Das Thema: 1998 wurde Jürgen "The Rock" Hartenstein deutscher Meister im Supermittelgewicht und zählte danach für kurze Zeit zu den besten Boxern dieser Gewichtsklasse. Aber irgendwann verlor er immer öfter, worauf sich sein Manager von ihm trennte. Ganz auf sich allein gestellt, bekam er immer weniger Profi-Kämpfe, bis er schließlich drei Jahre lang gar nicht mehr in den Ring stieg. Aber endgültig aufgeben kommt für Hartenstein nicht in Frage: Neben seinem Job als Türsteher, mit dem er sich über Wasser hält, bereitet er sich auf einem Dachboden auf sein Comeback vor. Angeleitet von seinem Trainer Markus Kone, trainiert er mit eiserner Disziplin. Alles, was er möchte, ist ein Kampf in den USA, um wieder in Geschäft zu kommen. Als die ersehnte Zusage aus Philadelphia endlich kommt, ist klar, dass von nun an noch härter trainiert wird¼
Der Regisseur: Wie bei Dokumentarfilmen üblich, begleitet auch Max Plettau, Absolvent der Münchener Hochschule für Film und Fernsehen, seinen zunächst scheuen Protagonisten über mehrere Monate hinweg. Indem er sich fast ganz auf die Beobachterperspektive beschränkt, unterscheidet sich Plettaus Film jedoch deutlich von den meisten anderen seines Genres. So bekommt man als Zuschauer durch die vielen Aufnahmen von Hartensteins Training bald ein Gespür für dessen jeweiligen Fitnesszustand.

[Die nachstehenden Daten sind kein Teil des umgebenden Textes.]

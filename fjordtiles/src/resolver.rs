//! Cache-or-fetch tile resolution.
//!
//! [`TileResolver::resolve`] is what the map widget calls per grid cell.
//! It answers from the store when it can, falls back to the network, and
//! degrades to [`TileImage::Unavailable`] when both fail. No error ever
//! escapes into the render path; a broken cache draws as a blank tile,
//! not a crash.

use std::sync::Arc;

use bytes::Bytes;
use tracing::{debug, warn};

use crate::provider::HttpFetch;
use crate::store::{spawn_trim, CacheStats, StoreError, TileStore, TrimTrigger, Trimmer};
use crate::tile::TileImage;

/// Resolves tile URLs to renderable images, cache first.
pub struct TileResolver<H> {
    store: Arc<dyn TileStore>,
    fetcher: Arc<H>,
    trimmer: Arc<Trimmer>,
    trigger: TrimTrigger,
}

impl<H: HttpFetch> TileResolver<H> {
    /// A resolver over the given store and fetcher.
    ///
    /// `trigger` decides, per successful network write, whether to spawn
    /// `trimmer` for a detached capacity check.
    pub fn new(
        store: Arc<dyn TileStore>,
        fetcher: Arc<H>,
        trimmer: Arc<Trimmer>,
        trigger: TrimTrigger,
    ) -> Self {
        Self {
            store,
            fetcher,
            trimmer,
            trigger,
        }
    }

    /// Resolve a tile URL to something renderable.
    ///
    /// Order of fallback: store, then network with write-back, then
    /// [`TileImage::Unavailable`]. A cache hit does not refresh the
    /// record's timestamp; residency tracks write recency by design.
    pub async fn resolve(&self, url: &str) -> TileImage {
        match self.store.get(url).await {
            Ok(Some(record)) => {
                debug!(url, "tile cache hit");
                return TileImage::Ready(record.payload);
            }
            Ok(None) => {}
            Err(error) => {
                // A failing store downgrades to a miss; the network can
                // still produce the tile.
                warn!(url, %error, "tile store read failed, trying network");
            }
        }

        let body = match self.fetcher.get(url).await {
            Ok(body) => body,
            Err(error) => {
                debug!(url, %error, "tile fetch failed");
                return TileImage::Unavailable;
            }
        };

        if let Err(error) = image::guess_format(&body) {
            warn!(url, %error, "fetched payload is not an image");
            return TileImage::Unavailable;
        }

        let payload = Bytes::from(body);
        if let Err(error) = self.store.put(url, payload.to_vec()).await {
            // A failed write-back must not fail the render; the tile is
            // simply not cached this time.
            warn!(url, %error, "tile write-back failed");
        }

        if self.trigger.should_run() {
            spawn_trim(Arc::clone(&self.trimmer));
        }

        TileImage::Ready(payload)
    }

    /// Current store statistics for UI display.
    ///
    /// A store failure reads as an empty cache rather than an error.
    pub async fn cache_stats(&self) -> CacheStats {
        let count = match self.store.count().await {
            Ok(count) => count,
            Err(error) => {
                warn!(%error, "tile store count failed");
                0
            }
        };
        CacheStats {
            count,
            max_tiles: self.trimmer.max_tiles(),
        }
    }

    /// Drop every cached tile.
    pub async fn clear(&self) -> Result<(), StoreError> {
        self.store.clear().await
    }

    /// The store this resolver answers from.
    pub fn store(&self) -> &Arc<dyn TileStore> {
        &self.store
    }
}

#[cfg(test)]
mod tests {
    use std::time::Duration;

    use super::*;
    use crate::provider::{FetchError, MockFetcher};
    use crate::rng::FixedRandom;
    use crate::store::{ManualClock, MemoryTileStore, TRIM_FRACTION};

    // Smallest valid PNG header; enough for format sniffing.
    const PNG: &[u8] = &[0x89, b'P', b'N', b'G', 0x0D, 0x0A, 0x1A, 0x0A, 0, 0, 0, 0];

    fn resolver_with(
        fetcher: MockFetcher,
        max_tiles: u64,
        trim_probability: f64,
    ) -> (TileResolver<MockFetcher>, Arc<MemoryTileStore>) {
        let store = Arc::new(MemoryTileStore::new(Arc::new(ManualClock::at_epoch())));
        let dyn_store: Arc<dyn TileStore> = store.clone();
        let trimmer = Arc::new(Trimmer::new(dyn_store.clone(), max_tiles));
        let trigger = TrimTrigger::new(trim_probability, Arc::new(FixedRandom::new(0.5, 0)));
        (
            TileResolver::new(dyn_store, Arc::new(fetcher), trimmer, trigger),
            store,
        )
    }

    #[tokio::test]
    async fn test_miss_fetches_once_and_writes_back() {
        let (resolver, store) = resolver_with(MockFetcher::ok(PNG), 100, 0.0);

        let image = resolver.resolve("tile/5/10/12").await;

        assert!(image.is_ready());
        assert_eq!(resolver.fetcher.call_count(), 1);
        assert_eq!(store.count().await.unwrap(), 1);
        let record = store.get("tile/5/10/12").await.unwrap().unwrap();
        assert_eq!(record.payload.as_ref(), PNG);
    }

    #[tokio::test]
    async fn test_hit_makes_no_network_call() {
        let (resolver, store) = resolver_with(MockFetcher::offline(), 100, 0.0);
        store.put("tile/5/10/12", PNG.to_vec()).await.unwrap();

        let image = resolver.resolve("tile/5/10/12").await;

        assert_eq!(image.bytes().map(|b| b.as_ref()), Some(PNG));
        assert_eq!(resolver.fetcher.call_count(), 0);
    }

    #[tokio::test]
    async fn test_total_failure_is_unavailable_not_error() {
        let (resolver, store) = resolver_with(MockFetcher::offline(), 100, 0.0);

        let image = resolver.resolve("tile/5/10/12").await;

        assert_eq!(image, TileImage::Unavailable);
        assert_eq!(store.count().await.unwrap(), 0);
    }

    #[tokio::test]
    async fn test_http_error_status_is_unavailable() {
        let fetcher = MockFetcher::failing(FetchError::Status {
            status: 404,
            url: "tile/5/10/12".to_string(),
        });
        let (resolver, _) = resolver_with(fetcher, 100, 0.0);

        assert_eq!(resolver.resolve("tile/5/10/12").await, TileImage::Unavailable);
    }

    #[tokio::test]
    async fn test_undecodable_payload_is_unavailable_and_not_cached() {
        let (resolver, store) = resolver_with(MockFetcher::ok(b"<html>rate limited</html>"), 100, 0.0);

        let image = resolver.resolve("tile/5/10/12").await;

        assert_eq!(image, TileImage::Unavailable);
        assert_eq!(store.count().await.unwrap(), 0);
    }

    #[tokio::test]
    async fn test_hit_does_not_refresh_timestamp() {
        let clock = Arc::new(ManualClock::at_epoch());
        let store = Arc::new(MemoryTileStore::new(clock.clone()));
        let dyn_store: Arc<dyn TileStore> = store.clone();
        let trimmer = Arc::new(Trimmer::new(dyn_store.clone(), 100));
        let trigger = TrimTrigger::new(0.0, Arc::new(FixedRandom::never()));
        let resolver = TileResolver::new(
            dyn_store,
            Arc::new(MockFetcher::offline()),
            trimmer,
            trigger,
        );

        store.put("tile/1", PNG.to_vec()).await.unwrap();
        let before = store.get("tile/1").await.unwrap().unwrap().written_at;

        clock.advance(Duration::from_secs(60));
        resolver.resolve("tile/1").await;

        let after = store.get("tile/1").await.unwrap().unwrap().written_at;
        assert_eq!(before, after);
    }

    #[tokio::test]
    async fn test_forced_trim_bounds_the_store() {
        // Probability 1.0 makes the amortized trigger deterministic.
        let (resolver, store) = resolver_with(MockFetcher::ok(PNG), 10, 1.0);

        for i in 0..12 {
            resolver.resolve(&format!("tile/{i}")).await;
            // Let the detached trim task run to completion.
            for _ in 0..20 {
                tokio::task::yield_now().await;
            }
        }

        let count = store.count().await.unwrap();
        assert!(
            count <= 10,
            "store should be back under budget after a trim cycle, got {count}"
        );
    }

    #[tokio::test]
    async fn test_trim_math_matches_fraction() {
        let (resolver, store) = resolver_with(MockFetcher::ok(PNG), 10, 0.0);

        for i in 0..11 {
            resolver.resolve(&format!("tile/{i}")).await;
        }
        assert_eq!(store.count().await.unwrap(), 11);

        let result = resolver.trimmer.trim_if_over_limit().await.unwrap().unwrap();
        let expected = (11.0 * TRIM_FRACTION).floor() as u64;
        assert_eq!(result.entries_removed, expected);
        assert_eq!(store.count().await.unwrap(), 11 - expected);
    }

    #[tokio::test]
    async fn test_stats_reflect_store_and_budget() {
        let (resolver, store) = resolver_with(MockFetcher::ok(PNG), 3000, 0.0);
        store.put("tile/1", PNG.to_vec()).await.unwrap();

        let stats = resolver.cache_stats().await;
        assert_eq!(stats.count, 1);
        assert_eq!(stats.max_tiles, 3000);
    }
}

Und wenn man Hartenstein immer wieder vom Telefonladen aus in den USA anrufen sieht ("I'm a German Ex-Champion"), wird auf anrührende Weise klar, dass es hier um alles andere als Millionenbeträge geht. Spätestens, als sich das Geschehen von München nach Philadelphia verlagert und Hartenstein dort eine Trainingshalle betritt, muss man an die "Rocky"-Filme mit Sylvester Stallone denken. Nur, dass das hier das wahre Leben ist und nicht Hollywood.
Fazit: Bewegendes Porträt eines Boxers.